What Carrington saw was a San Francisco newspaper story of his encounter
with the Palace Hotel detective, an account of his famous dinner at the
St. Dunstan, some selections of his other college pranks, allusion to
the fact that he was a classmate of two San Franciscans, Messrs. Thorpe
and Culver, the whole illustrated with pictures of Carrington and
Presidio--the latter taken from the rogues' gallery. "Very pretty, very
pretty, indeed," murmured Carrington, his eyes lingering with thoughtful
pause on the picture of Presidio. "Could we not celebrate my fame in
some place of refreshment--the St. Dunstan, for instance?"
They knew of no St. Dunstan's.
"I foreboded it," sighed Carrington. He narrated his recent experience
with one James Wilkins, "who, I now opine, is Mr. Presidio. It's not
worth troubling the police about, but I'd give a pretty penny to see Mr.
Presidio again. Not to reprove him for the error of his ways, but to
discover the resemblance which has led to this winsome newspaper story."

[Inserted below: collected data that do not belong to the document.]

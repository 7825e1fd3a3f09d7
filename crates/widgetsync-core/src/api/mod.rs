//! Request channel to the widget backend.
//!
//! The core talks to the backend only through the [`Transport`] trait, an
//! opaque "send this route" function. [`HttpTransport`] is the reqwest
//! implementation; hosts embedding the core elsewhere supply their own.
//! [`BackendApi`] gives each consumed route a typed method.

pub mod backend;
pub mod error;
pub mod transport;

use async_trait::async_trait;
use serde_json::Value;

use crate::context::{HostSnapshot, WidgetContext};

pub use backend::{
    AccountInfoPayload, AccountInfoResponse, ActivationStatus, BackendApi, NotificationBatch,
    NotificationRecord, SaveFields, SavePayload, StatusNotice,
};
pub use error::ApiError;
pub use transport::HttpTransport;

#[derive(Debug, Clone, Copy, PartialEq, Eq)]
pub enum Method {
    Get,
    Post,
}

impl std::fmt::Display for Method {
    fn fmt(&self, f: &mut std::fmt::Formatter<'_>) -> std::fmt::Result {
        match self {
            Method::Get => write!(f, "GET"),
            Method::Post => write!(f, "POST"),
        }
    }
}

/// Values for the identifying headers attached to every request.
#[derive(Debug, Clone, PartialEq, Eq)]
pub struct RequestIdentity {
    pub widget_id: String,
    pub account_id: String,
    pub user_id: String,
    pub language: String,
    pub top_level_domain: String,
    /// False until the account has installed the widget. Such requests go
    /// out unauthenticated with an installation header instead.
    pub installed: bool,
}

impl RequestIdentity {
    pub fn new(widget: &WidgetContext, snapshot: &HostSnapshot) -> Self {
        Self {
            widget_id: widget.widget_id.clone(),
            account_id: snapshot.account.id.to_string(),
            user_id: snapshot.user.id.clone(),
            language: snapshot.language.clone(),
            top_level_domain: snapshot.account.top_level_domain.clone().unwrap_or_default(),
            installed: widget.installed,
        }
    }

    /// `X-Widget-Installation` value for widgets not yet installed.
    pub fn installation_marker(&self) -> Option<String> {
        if self.installed {
            None
        } else {
            Some(format!("{}_{}", self.account_id, self.widget_id))
        }
    }
}

#[derive(Debug, Clone, PartialEq)]
pub struct ApiRequest {
    /// Path relative to the backend base URL, query string included
    pub route: String,
    pub method: Method,
    pub body: Option<Value>,
    pub identity: RequestIdentity,
}

#[async_trait]
pub trait Transport: Send + Sync {
    /// Send one request and return the decoded JSON body. An empty body
    /// comes back as `Value::Null`.
    async fn send(&self, request: ApiRequest) -> Result<Value, ApiError>;
}

#[cfg(test)]
mod tests {
    use super::*;

    #[test]
    fn test_installation_marker_only_when_not_installed() {
        let mut identity = RequestIdentity {
            widget_id: "w1".into(),
            account_id: "1001".into(),
            user_id: "5".into(),
            language: "ru".into(),
            top_level_domain: "ru".into(),
            installed: true,
        };
        assert_eq!(identity.installation_marker(), None);

        identity.installed = false;
        assert_eq!(identity.installation_marker().as_deref(), Some("1001_w1"));
    }
}
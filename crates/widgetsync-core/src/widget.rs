//! Host-facing lifecycle of one widget instance.
//!
//! `WidgetCore` owns the components for a single instance and runs them in
//! a fixed order: account sync, notifications, activation gate, settings.
//! Instance-scoped state (the cached description HTML) lives and dies with
//! the `WidgetCore`.

use std::sync::Arc;

use serde_json::Value;
use tracing::{info, warn};

use crate::api::{BackendApi, RequestIdentity, SaveFields, SavePayload, Transport};
use crate::config::CoreConfig;
use crate::context::{Host, WidgetContext};
use crate::error::Result;
use crate::feature_gate::FeatureGate;
use crate::notifications::NotificationDelivery;
use crate::settings::{SettingsRequest, SettingsResolver};
use crate::store::KeyValueStore;
use crate::sync::AccountSyncCoordinator;

/// Shown when a save fails and the backend gave no message
pub const GENERIC_SAVE_ERROR: &str = "Unexpected error";

#[derive(Debug, Clone, Copy, Default, PartialEq, Eq)]
pub struct InitOptions {
    /// Fetch settings from the backend when the host cache has none
    pub load_settings: bool,
    /// Use the host-cached settings when present
    pub use_cache_settings: bool,
    /// The widget is paid; initialization stops when it is inactive
    pub chargeable: bool,
}

#[derive(Debug, Clone, Default, PartialEq)]
pub struct InitOutcome {
    pub tariff: Option<Value>,
    pub settings: Option<Value>,
}

/// User-entered fields submitted from the settings form.
#[derive(Debug, Clone, Default, PartialEq)]
pub struct SaveData {
    pub phone: Option<String>,
    pub cached_settings: Option<Value>,
}

pub struct WidgetCore {
    sync: AccountSyncCoordinator,
    notifications: NotificationDelivery,
    gate: FeatureGate,
    settings: SettingsResolver,
    api: BackendApi,
    host: Arc<dyn Host>,
}

impl WidgetCore {
    pub fn new(
        config: &CoreConfig,
        store: Arc<dyn KeyValueStore>,
        transport: Arc<dyn Transport>,
        host: Arc<dyn Host>,
    ) -> Self {
        let api = BackendApi::new(transport);
        let keys = config.store_keys();

        Self {
            sync: AccountSyncCoordinator::new(
                store.clone(),
                api.clone(),
                host.clone(),
                keys.clone(),
                config.lock_ttl(),
            ),
            notifications: NotificationDelivery::new(
                store.clone(),
                api.clone(),
                host.clone(),
                keys.clone(),
                config.lock_ttl(),
            ),
            gate: FeatureGate::new(store, api.clone(), host.clone(), keys),
            settings: SettingsResolver::new(api.clone(), host.clone()),
            api,
            host,
        }
    }

    pub fn sync(&self) -> &AccountSyncCoordinator {
        &self.sync
    }

    pub fn notifications(&self) -> &NotificationDelivery {
        &self.notifications
    }

    pub fn gate(&self) -> &FeatureGate {
        &self.gate
    }

    pub fn settings(&self) -> &SettingsResolver {
        &self.settings
    }

    /// Boot the instance. Sync and notification failures are logged and do
    /// not stop initialization; an inactive chargeable widget does.
    pub async fn on_init(&self, widget: &WidgetContext, options: InitOptions) -> Result<InitOutcome> {
        match self.sync.ensure_fresh(widget).await {
            Ok(outcome) => info!(widget = %widget.widget_id, ?outcome, "Account sync checked"),
            Err(e) => warn!(widget = %widget.widget_id, error = %e, "Account sync failed"),
        }

        if let Err(e) = self.notifications.deliver_pending(widget).await {
            warn!(widget = %widget.widget_id, error = %e, "Notification delivery failed");
        }

        let mut outcome = InitOutcome::default();

        if options.chargeable {
            let status = self.gate.ensure_active(widget, true).await?;
            outcome.tariff = status.tariff;
        }

        let request = SettingsRequest {
            load_remote: options.load_settings,
            use_host_cache: options.use_cache_settings,
        };
        if request.any() {
            outcome.settings = self.settings.resolve(widget, request).await?;
        }

        Ok(outcome)
    }

    /// Submit the settings form. Failures are shown to the user and
    /// reported as `false`; nothing is returned as an error.
    pub async fn on_save(
        &self,
        widget: &WidgetContext,
        data: SaveData,
        need_save_settings: bool,
    ) -> bool {
        let snapshot = self.host.snapshot();
        let identity = RequestIdentity::new(widget, &snapshot);
        let payload = SavePayload {
            user_name: snapshot.user.name.clone(),
            user_email: snapshot.user.login.clone(),
            user_phone: snapshot.user.personal_mobile.clone(),
            fields: SaveFields {
                phone: data.phone,
                cached_settings: if need_save_settings {
                    data.cached_settings
                } else {
                    None
                },
            },
        };

        if let Err(e) = self.api.save(&identity, &payload, need_save_settings).await {
            warn!(widget = %widget.widget_id, error = %e, "Save failed");
            let message = e
                .backend_message()
                .unwrap_or(GENERIC_SAVE_ERROR)
                .to_string();
            self.host.show_error(&message);
            return false;
        }

        if let Err(e) = self.sync.sync_now(widget).await {
            warn!(widget = %widget.widget_id, error = %e, "Account sync after save failed");
        }
        true
    }

    /// Description HTML for the settings page.
    pub async fn on_settings(&self, widget: &WidgetContext) -> Result<String> {
        self.gate.description_html(widget).await
    }

    /// JWT for iframe applications hosted by the widget.
    pub async fn jwt(&self, widget: &WidgetContext) -> Result<Value> {
        let snapshot = self.host.snapshot();
        let identity = RequestIdentity::new(widget, &snapshot);
        self.api.fetch_jwt(&identity).await
    }
}
//! Widget settings: host cache first, backend second.

use std::sync::Arc;

use serde_json::Value;
use tracing::{debug, warn};

use crate::api::{BackendApi, RequestIdentity};
use crate::context::{CachedSettings, Host, WidgetContext};
use crate::error::Result;

#[derive(Debug, Clone, Copy, Default, PartialEq, Eq)]
pub struct SettingsRequest {
    pub load_remote: bool,
    pub use_host_cache: bool,
}

impl SettingsRequest {
    pub fn any(&self) -> bool {
        self.load_remote || self.use_host_cache
    }
}

pub struct SettingsResolver {
    api: BackendApi,
    host: Arc<dyn Host>,
}

/// Objects, arrays and strings count when non-empty; null, booleans and
/// numbers never do.
fn has_content(value: &Value) -> bool {
    match value {
        Value::Object(map) => !map.is_empty(),
        Value::Array(items) => !items.is_empty(),
        Value::String(s) => !s.is_empty(),
        Value::Null | Value::Bool(_) | Value::Number(_) => false,
    }
}

impl SettingsResolver {
    pub fn new(api: BackendApi, host: Arc<dyn Host>) -> Self {
        Self { api, host }
    }

    /// Host-cached settings when allowed and usable, else remote settings
    /// when allowed, else `None`.
    pub async fn resolve(
        &self,
        widget: &WidgetContext,
        request: SettingsRequest,
    ) -> Result<Option<Value>> {
        if !request.any() {
            return Ok(None);
        }

        if request.use_host_cache {
            if let Some(settings) = Self::host_cached(widget) {
                debug!(widget = %widget.widget_id, "Using host-cached settings");
                return Ok(Some(settings));
            }
        }

        if request.load_remote {
            let snapshot = self.host.snapshot();
            let identity = RequestIdentity::new(widget, &snapshot);
            let settings = self.api.fetch_settings(&identity).await?;
            debug!(widget = %widget.widget_id, "Loaded remote settings");
            return Ok(Some(settings).filter(|s| !s.is_null()));
        }

        Ok(None)
    }

    /// Usable host-cached settings. Malformed JSON is logged and ignored.
    fn host_cached(widget: &WidgetContext) -> Option<Value> {
        let value = match widget.cached_settings.as_ref()? {
            CachedSettings::Parsed(value) => value.clone(),
            CachedSettings::Encoded(raw) if raw.trim().is_empty() => return None,
            CachedSettings::Encoded(raw) => match serde_json::from_str(raw) {
                Ok(value) => value,
                Err(e) => {
                    warn!(widget = %widget.widget_id, error = %e, "Ignoring malformed cached settings");
                    return None;
                }
            },
        };

        Some(value).filter(has_content)
    }
}
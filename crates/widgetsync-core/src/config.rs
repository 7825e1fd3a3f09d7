//! Core configuration.
//!
//! Configuration is stored at `~/.config/widgetsync/config.json`. Every
//! field has a default, so a missing file or a partial file is fine.

use std::path::{Path, PathBuf};
use std::time::Duration as StdDuration;

use anyhow::Result;
use chrono::Duration;
use serde::{Deserialize, Serialize};

use crate::api::transport::DEFAULT_REQUEST_TIMEOUT_SECS;
use crate::store::{ttl_seconds, StoreKeys, DEFAULT_KEY_PREFIX};

/// Application name used for config/cache directory paths
const APP_NAME: &str = "widgetsync";

/// Config file name
const CONFIG_FILE: &str = "config.json";

/// How long a processing/loading marker holds other instances off.
pub const DEFAULT_LOCK_TTL_SECS: i64 = 3 * 60;

const DEFAULT_API_BASE_URL: &str = "http://localhost:8080/public";

#[derive(Debug, Clone, PartialEq, Serialize, Deserialize)]
#[serde(default)]
pub struct CoreConfig {
    pub api_base_url: String,
    pub request_timeout_secs: u64,
    pub key_prefix: String,
    pub lock_ttl_secs: i64,
    pub bearer_token: Option<String>,
}

impl Default for CoreConfig {
    fn default() -> Self {
        Self {
            api_base_url: DEFAULT_API_BASE_URL.to_string(),
            request_timeout_secs: DEFAULT_REQUEST_TIMEOUT_SECS,
            key_prefix: DEFAULT_KEY_PREFIX.to_string(),
            lock_ttl_secs: DEFAULT_LOCK_TTL_SECS,
            bearer_token: None,
        }
    }
}

impl CoreConfig {
    pub fn load() -> Result<Self> {
        Self::load_from(&Self::config_path()?)
    }

    pub fn load_from(path: &Path) -> Result<Self> {
        if path.exists() {
            let contents = std::fs::read_to_string(path)?;
            Ok(serde_json::from_str(&contents)?)
        } else {
            Ok(Self::default())
        }
    }

    pub fn save(&self) -> Result<()> {
        self.save_to(&Self::config_path()?)
    }

    pub fn save_to(&self, path: &Path) -> Result<()> {
        if let Some(parent) = path.parent() {
            std::fs::create_dir_all(parent)?;
        }
        let contents = serde_json::to_string_pretty(self)?;
        std::fs::write(path, contents)?;
        Ok(())
    }

    fn config_path() -> Result<PathBuf> {
        let config_dir = dirs::config_dir()
            .ok_or_else(|| anyhow::anyhow!("Could not find config directory"))?;
        Ok(config_dir.join(APP_NAME).join(CONFIG_FILE))
    }

    /// Directory for the persistent store.
    pub fn cache_dir(&self) -> Result<PathBuf> {
        let cache_dir = dirs::cache_dir()
            .ok_or_else(|| anyhow::anyhow!("Could not find cache directory"))?;
        Ok(cache_dir.join(APP_NAME))
    }

    pub fn lock_ttl(&self) -> Duration {
        ttl_seconds(self.lock_ttl_secs)
    }

    pub fn request_timeout(&self) -> StdDuration {
        StdDuration::from_secs(self.request_timeout_secs)
    }

    pub fn store_keys(&self) -> StoreKeys {
        StoreKeys::new(self.key_prefix.clone())
    }
}

#[cfg(test)]
mod tests {
    use super::*;

    #[test]
    fn test_defaults() {
        let config = CoreConfig::default();
        assert_eq!(config.lock_ttl(), Duration::minutes(3));
        assert_eq!(config.request_timeout(), StdDuration::from_secs(30));
        assert_eq!(config.store_keys().account_data(), "WIDGETSYNC_ACCOUNT_DATA");
    }

    #[test]
    fn test_partial_file_keeps_defaults() {
        let dir = tempfile::tempdir().unwrap();
        let path = dir.path().join(CONFIG_FILE);
        std::fs::write(&path, r#"{"key_prefix": "ACME", "lock_ttl_secs": 60}"#).unwrap();

        let config = CoreConfig::load_from(&path).unwrap();
        assert_eq!(config.key_prefix, "ACME");
        assert_eq!(config.lock_ttl(), Duration::minutes(1));
        assert_eq!(config.api_base_url, DEFAULT_API_BASE_URL);
    }

    #[test]
    fn test_missing_file_is_default() {
        let dir = tempfile::tempdir().unwrap();
        let config = CoreConfig::load_from(&dir.path().join("absent.json")).unwrap();
        assert_eq!(config, CoreConfig::default());
    }

    #[test]
    fn test_save_roundtrip() {
        let dir = tempfile::tempdir().unwrap();
        let path = dir.path().join("nested").join(CONFIG_FILE);
        let config = CoreConfig {
            bearer_token: Some("tok".into()),
            ..Default::default()
        };
        config.save_to(&path).unwrap();
        assert_eq!(CoreConfig::load_from(&path).unwrap(), config);
    }
}
//! Test doubles shared by the module tests.

use std::collections::HashMap;
use std::sync::Arc;

use async_trait::async_trait;
use parking_lot::Mutex;
use serde_json::{json, Value};

use crate::api::{ApiError, ApiRequest, Transport};
use crate::context::{Host, HostSnapshot, Notice, WidgetContext};
use crate::store::{ManualClock, MemoryStore};

pub const WIDGET_ID: &str = "w-42";

enum Reply {
    Json(Value),
    Status { status: u16, body: String },
}

/// Transport answering from a per-route script and recording every request.
#[derive(Default)]
pub struct ScriptedTransport {
    replies: Mutex<HashMap<String, Reply>>,
    calls: Mutex<Vec<ApiRequest>>,
}

impl ScriptedTransport {
    pub fn respond(&self, route: &str, value: Value) {
        self.replies.lock().insert(route.to_string(), Reply::Json(value));
    }

    pub fn fail(&self, route: &str, status: u16, body: &str) {
        self.replies.lock().insert(
            route.to_string(),
            Reply::Status {
                status,
                body: body.to_string(),
            },
        );
    }

    pub fn calls(&self) -> Vec<ApiRequest> {
        self.calls.lock().clone()
    }

    pub fn call_count(&self) -> usize {
        self.calls.lock().len()
    }

    pub fn routes(&self) -> Vec<String> {
        self.calls.lock().iter().map(|c| c.route.clone()).collect()
    }
}

#[async_trait]
impl Transport for ScriptedTransport {
    async fn send(&self, request: ApiRequest) -> Result<Value, ApiError> {
        self.calls.lock().push(request.clone());
        match self.replies.lock().get(&request.route) {
            Some(Reply::Json(value)) => Ok(value.clone()),
            Some(Reply::Status { status, body }) => Err(ApiError::from_status_code(*status, body)),
            None => Err(ApiError::Transport(format!("no scripted reply for {}", request.route))),
        }
    }
}

/// Host returning a fixed snapshot and recording what it was asked to show.
pub struct RecordingHost {
    snapshot: Mutex<HostSnapshot>,
    notices: Mutex<Vec<(Notice, tokio::time::Instant)>>,
    errors: Mutex<Vec<String>>,
}

impl RecordingHost {
    pub fn new(snapshot: HostSnapshot) -> Self {
        Self {
            snapshot: Mutex::new(snapshot),
            notices: Mutex::new(Vec::new()),
            errors: Mutex::new(Vec::new()),
        }
    }

    pub fn update(&self, apply: impl FnOnce(&mut HostSnapshot)) {
        apply(&mut *self.snapshot.lock());
    }

    pub fn notices(&self) -> Vec<Notice> {
        self.notices.lock().iter().map(|(n, _)| n.clone()).collect()
    }

    pub fn notice_times(&self) -> Vec<tokio::time::Instant> {
        self.notices.lock().iter().map(|(_, t)| *t).collect()
    }

    pub fn notice_headers(&self) -> Vec<String> {
        self.notices.lock().iter().map(|(n, _)| n.header.clone()).collect()
    }

    pub fn errors(&self) -> Vec<String> {
        self.errors.lock().clone()
    }
}

impl Host for RecordingHost {
    fn snapshot(&self) -> HostSnapshot {
        self.snapshot.lock().clone()
    }

    fn show_notification(&self, notice: &Notice) {
        self.notices
            .lock()
            .push((notice.clone(), tokio::time::Instant::now()));
    }

    fn show_error(&self, message: &str) {
        self.errors.lock().push(message.to_string());
    }
}

/// Account with two managers: "5" (admin) and "6" (regular user).
pub fn sample_snapshot(current_user: &str) -> HostSnapshot {
    serde_json::from_value(json!({
        "account": {
            "id": 1001,
            "name": "Acme",
            "subdomain": "acme",
            "top_level_domain": "ru",
            "users": {"5": {"id": 5}, "6": {"id": 6}},
            "cf": [{"id": 1}]
        },
        "groups": {"group_0": "Sales"},
        "managers": {
            "5": {"id": "5", "title": "Ann", "active": true, "avatar": "/a/5.png", "is_admin": "Y"},
            "6": {"id": "6", "title": "Bob", "active": true, "is_admin": "N"}
        },
        "user": {"id": current_user, "name": "Ann", "login": "ann@acme.test", "personal_mobile": "+7900"},
        "language": "ru"
    }))
    .expect("sample snapshot is valid")
}

/// Shared store/clock/transport/host wiring for one simulated session.
pub struct TestEnv {
    pub clock: Arc<ManualClock>,
    pub store: Arc<MemoryStore>,
    pub transport: Arc<ScriptedTransport>,
    pub host: Arc<RecordingHost>,
}

impl TestEnv {
    pub fn new(current_user: &str) -> Self {
        let clock = Arc::new(ManualClock::default());
        Self {
            store: Arc::new(MemoryStore::with_clock(clock.clone())),
            clock,
            transport: Arc::new(ScriptedTransport::default()),
            host: Arc::new(RecordingHost::new(sample_snapshot(current_user))),
        }
    }

    pub fn admin() -> Self {
        Self::new("5")
    }

    pub fn regular_user() -> Self {
        Self::new("6")
    }

    pub fn widget(&self) -> WidgetContext {
        WidgetContext::new(WIDGET_ID)
    }
}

The next day one of the officers told Carrington that he had learned
that Presidio and his wife, known to the police by a number of names,
had taken ship the afternoon before.
"I see," remarked Carrington. "He needed exactly my tip to move to new
fields. He worked me from the article in the paper, which he had seen
and I had not. Clever Presidio!"
* * * * *
When Tommy, the hall-boy, on the night of Mr. Holt's first Tenderloin
assignment, went to inform the police, Carrington, looking about the
apartment to discover the extent of his loss, found on a table a letter
superinscribed, "Before sending for the police, read this." He read:
"Dear Mr. Carrington: Since we met in Manila I have been to about every
country on top of the earth where a white man's show could be worked.
It's been up and down, and down and up, the last turn being down. In
India I got some sleight-of-hand tricks which are new to this country;
but here we land, wife and me, broke. Nothing but our apparatus, which
we can't eat; and not able to use it, because we are shy on dress
clothes demanded by the houses where I could get engagements. In that
condition I happened to see you on the street, and thought to try a
touch; and would, but you might be sore over the little fun we had in
Manila. I heard in South Africa that you wouldn't let the army officers
start the police after me; and wife says that was as square a deal as
she ever heard of, and to try a touch. But I says we will make a forced
loan, and repay out of our salaries. We hocked our apparatus to get me a
suit of clothes which looked something like those you wear, and the rest
was easy: finding out Tommy's name and then conning him. I've taken some
clothes and jewelry, to make a front at the booking office, and some
cash. You should empty your pockets of loose cash: I found some in all
your clothes. Give me and wife a chance, and we will live straight after
this, and remit on instalment. You can get me pinched easy, for we'll be
playing the continuous circuit in a week; but wife says you won't
squeal, and I'll take chances. Yours, sincerely as always, Presidio."